USH2018 Margaret Kenna Summary: Diagnostic and genetics of Usher Syndrome

USH2018 Margaret Kenna Summary: Diagnostic and genetics of Usher Syndrome


(Irmgard Reichstein) Okay, we
lost a little bit of time, but now we will start to summarize the
scientific conference from yesterday. And I will find only
very few words for that. We have the organizers
involved in that summary. So we will hear three summaries from Dr.
Margaret Kenna, she will start, and
also from Gwen Geleoc, both are from the Children’s
Hospital Harvard Medical School, and also from Prof. Uwe Wolfrum who
is from the University of Mainz, and I guess all of you
know him very well.
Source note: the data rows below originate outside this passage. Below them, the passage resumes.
impl ReturnFactorTable {
    pub fn new(buckets: BucketSet, first_month: MonthIndex, rows: Vec<Vec<f64>>) -> Result<Self> {
        if rows.is_empty() {
            return Err(GlidepathError::EmptyTable);
        }
        if month_at(first_month, rows.len() - 1).is_none() {
            return Err(GlidepathError::MonthOverflow {
                first_month,
                rows: rows.len(),
            });
        }
        let labels = buckets.labels();
        for (offset, row) in rows.iter().enumerate() {
            let month = first_month + offset as u32;
            if row.len() != buckets.len() {
                return Err(GlidepathError::RowWidthMismatch {
                    month,
                    expected: buckets.len(),
                    actual: row.len(),
                });
            }
            if let Some(col) = row.iter().position(|v| !v.is_finite()) {
                return Err(GlidepathError::NonNumericFactor {
                    column: labels[col].clone(),
                    month,
                });
            }
        }
        Ok(Self {
            buckets,
            first_month,
            rows,
        })
    }

    /// Builds a table from explicitly keyed rows, checking that the month
    /// indices are contiguous and ascending.
    pub fn from_keyed_rows(
        buckets: BucketSet,
        keyed: Vec<(MonthIndex, Vec<f64>)>,
    ) -> Result<Self> {
        let first_month = keyed
            .first()
            .map(|(m, _)| *m)
            .ok_or(GlidepathError::EmptyTable)?;
        let count = keyed.len();
        let mut rows = Vec::with_capacity(count);
        for (offset, (month, row)) in keyed.into_iter().enumerate() {
            let Some(expected) = month_at(first_month, offset) else {
                return Err(GlidepathError::MonthOverflow {
                    first_month,
                    rows: count,
                });
            };
            if month != expected {
                return Err(GlidepathError::NonContiguousMonths {
                    expected,
                    found: month,
                });
            }
            rows.push(row);
        }
        Self::new(buckets, first_month, rows)
    }

    /// Reads a CSV with one column per bucket label and an optional leading
    /// `month` (or `index`) column. Without it months are numbered from 0.
    pub fn from_csv_reader<R: Read>(reader: R) -> Result<Self> {
        let mut rdr = csv::ReaderBuilder::new()
            .trim(csv::Trim::All)
            .from_reader(reader);
        let headers = rdr.headers()?.clone();
        let has_month = headers
            .get(0)
            .map(|h| h.eq_ignore_ascii_case("month") || h.eq_ignore_ascii_case("index"))
            .unwrap_or(false);
        let label_start = usize::from(has_month);
        let labels: Vec<&str> = headers.iter().skip(label_start).collect();
        let buckets = BucketSet::from_labels(&labels)?;

        let mut keyed = Vec::new();
        for (row_idx, record) in rdr.records().enumerate() {
            let record = record?;
            let month = if has_month {
                let raw = record.get(0).unwrap_or("");
                raw.parse::<MonthIndex>().map_err(|_| {
                    GlidepathError::InvalidConfig(format!(
                        "month column value {raw:?} on data row {} is not a non-negative integer",
                        row_idx + 1
                    ))
                })?
            } else {
                let Ok(month) = MonthIndex::try_from(row_idx) else {
                    return Err(GlidepathError::MonthOverflow {
                        first_month: 0,
                        rows: row_idx + 1,
                    });
                };
                month
            };
            let mut row = Vec::with_capacity(labels.len());
            for (col, label) in labels.iter().enumerate() {
                let raw = record.get(col + label_start).unwrap_or("");
                let value = raw.parse::<f64>().map_err(|_| GlidepathError::NonNumericFactor {
                    column: (*label).to_string(),
                    month,
                })?;
                row.push(value);
            }
            keyed.push((month, row));
        }
        debug!(
            rows = keyed.len(),
            buckets = buckets.len(),
            "parsed factor CSV"
        );
        Self::from_keyed_rows(buckets, keyed)
    }

    pub fn from_csv_path(path: impl AsRef<Path>) -> Result<Self> {
        let file = std::fs::File::open(path)?;
        Self::from_csv_reader(file)
    }

    pub fn buckets(&self) -> &BucketSet {
        &self.buckets
    }

    pub fn first_month(&self) -> MonthIndex {
        self.first_month
    }

    /// Never overflows: construction rejects tables that run past `u32::MAX`.
    pub fn last_month(&self) -> MonthIndex {
        self.first_month + (self.rows.len() - 1) as u32
    }

    pub fn len(&self) -> usize {
        self.rows.len()
    }

    pub fn is_empty(&self) -> bool {
        self.rows.is_empty()
    }

    pub fn contains_month(&self, month: MonthIndex) -> bool {
        month >= self.first_month && month <= self.last_month()
    }

    /// Factor for `bucket` at `month`, or `None` when the month is outside
    /// the table or the bucket is not one of its columns.
    pub fn get(&self, month: MonthIndex, bucket: Bucket) -> Option<f64> {
        if !self.contains_month(month) {
            return None;
        }
        let col = self.buckets.position(bucket)?;
        Some(self.rows[(month - self.first_month) as usize][col])
    }

    /// Like [`get`](Self::get) but reports a missing month as `OutOfRange`
    /// for the path identified by `start_month` and `year`.
    pub fn factor(
        &self,
        month: MonthIndex,
        bucket: Bucket,
        start_month: MonthIndex,
        year: u32,
    ) -> Result<f64> {
        if !self.contains_month(month) {
            return Err(self.out_of_range(start_month, year, month));
        }
        self.get(month, bucket)
            .ok_or_else(|| GlidepathError::MissingColumn(bucket.label(self.buckets.family())))
    }

    pub fn out_of_range(
        &self,
        start_month: MonthIndex,
        year: u32,
        month: MonthIndex,
    ) -> GlidepathError {
        GlidepathError::OutOfRange {
            start_month,
            year,
            month,
            first_month: self.first_month,
            last_month: self.last_month(),
        }
    }

    /// Column for one bucket in month order.
    pub fn column(&self, bucket: Bucket) -> Option<Vec<f64>> {
        let col = self.buckets.position(bucket)?;
        Some(self.rows.iter().map(|row| row[col]).collect())
    }

    /// Restricts the table to `subset`, in the order given.
    pub fn select(&self, subset: &[Bucket]) -> Result<Self> {
        let family = self.buckets.family();
        let mut cols = Vec::with_capacity(subset.len());
        for bucket in subset {
            let col = self
                .buckets
                .position(*bucket)
                .ok_or_else(|| GlidepathError::MissingColumn(bucket.label(family)))?;
            cols.push(col);
        }
        let buckets = BucketSet::new(family, subset.to_vec())?;
        let rows = self
            .rows
            .iter()
            .map(|row| cols.iter().map(|&c| row[c]).collect())
            .collect();
        Self::new(buckets, self.first_month, rows)
    }

    /// Derives every bucket at multiples of `step_pct` as a linear mix of the
    /// `100E` and `100F` columns. Columns come out ordered from all-equity
    /// down to fixed income.
    pub fn with_blended_buckets(&self, step_pct: u8) -> Result<Self> {
        if step_pct == 0 || step_pct > 100 || 100 % step_pct != 0 {
            return Err(GlidepathError::InvalidConfig(format!(
                "blend step {step_pct} must divide 100"
            )));
        }
        let family = self.buckets.family();
        let equity = self
            .column(Bucket::ALL_EQUITY)
            .ok_or_else(|| GlidepathError::MissingColumn(Bucket::ALL_EQUITY.label(family)))?;
        let fixed = self
            .column(Bucket::FIXED_INCOME)
            .ok_or_else(|| GlidepathError::MissingColumn(Bucket::FIXED_INCOME.label(family)))?;

        let mut buckets = Vec::new();
        let mut pct = 100u8;
        loop {
            buckets.push(Bucket::new(pct)?);
            if pct == 0 {
                break;
            }
            pct -= step_pct;
        }

        let rows = equity
            .iter()
            .zip(&fixed)
            .map(|(e, f)| {
                buckets
                    .iter()
                    .map(|b| match b.equity_pct() {
                        100 => *e,
                        0 => *f,
                        _ => b.weight() * e + (1.0 - b.weight()) * f,
                    })
                    .collect()
            })
            .collect();

        Self::new(BucketSet::new(family, buckets)?, self.first_month, rows)
    }
}

/// Month of the row `offset` rows after `first_month`, if representable.
fn month_at(first_month: MonthIndex, offset: usize) -> Option<MonthIndex> {
    u32::try_from(offset)
        .ok()
        .and_then(|o| first_month.checked_add(o))
}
I will make this very
short not to lose time, but I will mention you
will have the possibility to ask one or two questions afterwards,
due to time we cannot allow more. Please be so kind and prepare
really clear questions which are of general interest. If you have questions more or less
related to your personal situation, we kindly ask you to use the
lunch time, the breakfast and all the breaks we
will have during the day. Thank you very much, and here
is the first scientific talk. (applause) (Margaret Kenna) Is this on?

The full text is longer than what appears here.